#### ACTIVITY:
The entries must be restated exactly as written.

#### Data excerpts:
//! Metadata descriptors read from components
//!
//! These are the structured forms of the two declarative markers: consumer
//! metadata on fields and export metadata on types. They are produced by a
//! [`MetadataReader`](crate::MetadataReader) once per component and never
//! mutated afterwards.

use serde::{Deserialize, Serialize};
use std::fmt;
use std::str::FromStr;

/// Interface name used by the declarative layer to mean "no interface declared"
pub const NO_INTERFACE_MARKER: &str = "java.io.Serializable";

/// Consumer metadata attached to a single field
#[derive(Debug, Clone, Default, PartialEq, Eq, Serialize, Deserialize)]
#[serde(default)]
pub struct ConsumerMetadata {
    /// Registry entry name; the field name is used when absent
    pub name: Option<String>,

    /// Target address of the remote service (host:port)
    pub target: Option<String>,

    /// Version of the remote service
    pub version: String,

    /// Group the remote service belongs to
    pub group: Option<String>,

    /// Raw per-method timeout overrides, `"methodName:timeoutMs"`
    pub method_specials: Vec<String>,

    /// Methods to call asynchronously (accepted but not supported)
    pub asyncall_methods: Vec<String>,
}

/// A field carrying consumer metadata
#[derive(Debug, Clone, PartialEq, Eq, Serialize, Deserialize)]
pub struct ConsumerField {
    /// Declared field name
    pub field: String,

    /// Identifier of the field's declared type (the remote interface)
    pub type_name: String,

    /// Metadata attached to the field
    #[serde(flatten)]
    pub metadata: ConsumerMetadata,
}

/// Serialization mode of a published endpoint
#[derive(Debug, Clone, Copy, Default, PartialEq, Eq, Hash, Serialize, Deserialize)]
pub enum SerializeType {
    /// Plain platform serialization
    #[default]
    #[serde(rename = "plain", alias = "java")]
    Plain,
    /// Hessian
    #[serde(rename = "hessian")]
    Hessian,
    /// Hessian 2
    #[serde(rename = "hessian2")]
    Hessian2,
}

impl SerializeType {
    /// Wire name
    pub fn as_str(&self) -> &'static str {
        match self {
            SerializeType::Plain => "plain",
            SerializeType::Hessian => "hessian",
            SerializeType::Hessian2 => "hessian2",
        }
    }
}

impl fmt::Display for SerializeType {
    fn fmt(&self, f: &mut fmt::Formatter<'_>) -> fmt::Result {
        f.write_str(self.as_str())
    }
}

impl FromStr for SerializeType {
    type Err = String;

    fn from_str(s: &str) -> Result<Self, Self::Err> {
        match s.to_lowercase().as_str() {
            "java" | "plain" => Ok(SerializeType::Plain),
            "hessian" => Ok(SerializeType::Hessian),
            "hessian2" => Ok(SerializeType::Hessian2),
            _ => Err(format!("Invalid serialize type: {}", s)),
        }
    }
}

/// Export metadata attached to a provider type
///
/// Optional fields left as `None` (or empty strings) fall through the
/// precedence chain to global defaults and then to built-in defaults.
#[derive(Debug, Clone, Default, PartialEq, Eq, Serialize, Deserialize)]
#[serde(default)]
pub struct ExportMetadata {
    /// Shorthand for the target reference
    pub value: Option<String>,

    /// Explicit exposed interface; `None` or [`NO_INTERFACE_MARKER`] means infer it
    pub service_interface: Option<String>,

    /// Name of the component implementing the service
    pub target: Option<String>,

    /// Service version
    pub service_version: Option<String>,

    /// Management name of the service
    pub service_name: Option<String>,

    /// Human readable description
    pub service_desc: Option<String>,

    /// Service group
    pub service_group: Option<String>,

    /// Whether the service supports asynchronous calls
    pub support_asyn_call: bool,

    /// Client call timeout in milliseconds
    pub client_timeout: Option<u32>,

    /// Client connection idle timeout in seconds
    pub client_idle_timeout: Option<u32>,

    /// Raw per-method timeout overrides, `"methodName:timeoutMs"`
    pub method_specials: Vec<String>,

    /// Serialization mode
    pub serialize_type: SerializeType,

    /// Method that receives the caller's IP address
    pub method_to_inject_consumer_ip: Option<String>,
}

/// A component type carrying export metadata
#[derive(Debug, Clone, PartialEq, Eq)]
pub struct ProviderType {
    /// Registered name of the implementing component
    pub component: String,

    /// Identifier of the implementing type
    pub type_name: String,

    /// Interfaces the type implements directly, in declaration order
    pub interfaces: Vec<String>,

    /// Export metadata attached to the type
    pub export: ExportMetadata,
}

#### WRITTEN RESPONSE:
//! Metadata descriptors read from components
//!
//! These are the structured forms of the two declarative markers: consumer
//! metadata on fields and export metadata on types. They are produced by a
//! [`MetadataReader`](crate::MetadataReader) once per component and never
//! mutated afterwards.

use serde::{Deserialize, Serialize};
use std::fmt;
use std::str::FromStr;

/// Interface name used by the declarative layer to mean "no interface declared"
pub const NO_INTERFACE_MARKER: &str = "java.io.Serializable";

/// Consumer metadata attached to a single field
#[derive(Debug, Clone, Default, PartialEq, Eq, Serialize, Deserialize)]
#[serde(default)]
pub struct ConsumerMetadata {
    /// Registry entry name; the field name is used when absent
    pub name: Option<String>,

    /// Target address of the remote service (host:port)
    pub target: Option<String>,

    /// Version of the remote service
    pub version: String,

    /// Group the remote service belongs to
    pub group: Option<String>,

    /// Raw per-method timeout overrides, `"methodName:timeoutMs"`
    pub method_specials: Vec<String>,

    /// Methods to call asynchronously (accepted but not supported)
    pub asyncall_methods: Vec<String>,
}

/// A field carrying consumer metadata
#[derive(Debug, Clone, PartialEq, Eq, Serialize, Deserialize)]
pub struct ConsumerField {
    /// Declared field name
    pub field: String,

    /// Identifier of the field's declared type (the remote interface)
    pub type_name: String,

    /// Metadata attached to the field
    #[serde(flatten)]
    pub metadata: ConsumerMetadata,
}

/// Serialization mode of a published endpoint
#[derive(Debug, Clone, Copy, Default, PartialEq, Eq, Hash, Serialize, Deserialize)]
pub enum SerializeType {
    /// Plain platform serialization
    #[default]
    #[serde(rename = "plain", alias = "java")]
    Plain,
    /// Hessian
    #[serde(rename = "hessian")]
    Hessian,
    /// Hessian 2
    #[serde(rename = "hessian2")]
    Hessian2,
}

impl SerializeType {
    /// Wire name
    pub fn as_str(&self) -> &'static str {
        match self {
            SerializeType::Plain => "plain",
            SerializeType::Hessian => "hessian",
            SerializeType::Hessian2 => "hessian2",
        }
    }
}

impl fmt::Display for SerializeType {
    fn fmt(&self, f: &mut fmt::Formatter<'_>) -> fmt::Result {
        f.write_str(self.as_str())
    }
}

impl FromStr for SerializeType {
    type Err = String;

    fn from_str(s: &str) -> Result<Self, Self::Err> {
        match s.to_lowercase().as_str() {
            "java" | "plain" => Ok(SerializeType::Plain),
            "hessian" => Ok(SerializeType::Hessian),
            "hessian2" => Ok(SerializeType::Hessian2),
            _ => Err(format!("Invalid serialize type: {}", s)),
        }
    }
}

/// Export metadata attached to a provider type
///
/// Optional fields left as `None` (or empty strings) fall through the
/// precedence chain to global defaults and then to built-in defaults.
#[derive(Debug, Clone, Default, PartialEq, Eq, Serialize, Deserialize)]
#[serde(default)]
pub struct ExportMetadata {
    /// Shorthand for the target reference
    pub value: Option<String>,

    /// Explicit exposed interface; `None` or [`NO_INTERFACE_MARKER`] means infer it
    pub service_interface: Option<String>,

    /// Name of the component implementing the service
    pub target: Option<String>,

    /// Service version
    pub service_version: Option<String>,

    /// Management name of the service
    pub service_name: Option<String>,

    /// Human readable description
    pub service_desc: Option<String>,

    /// Service group
    pub service_group: Option<String>,

    /// Whether the service supports asynchronous calls
    pub support_asyn_call: bool,

    /// Client call timeout in milliseconds
    pub client_timeout: Option<u32>,

    /// Client connection idle timeout in seconds
    pub client_idle_timeout: Option<u32>,

    /// Raw per-method timeout overrides, `"methodName:timeoutMs"`
    pub method_specials: Vec<String>,

    /// Serialization mode
    pub serialize_type: SerializeType,

    /// Method that receives the caller's IP address
    pub method_to_inject_consumer_ip: Option<String>,
}

/// A component type carrying export metadata
#[derive(Debug, Clone, PartialEq, Eq)]
pub struct ProviderType {
    /// Registered name of the implementing component
    pub component: String,

    /// Identifier of the implementing type
    pub type_name: String,

    /// Interfaces the type implements directly, in declaration order
    pub interfaces: Vec<String>,

    /// Export metadata attached to the type
    pub export: ExportMetadata,
}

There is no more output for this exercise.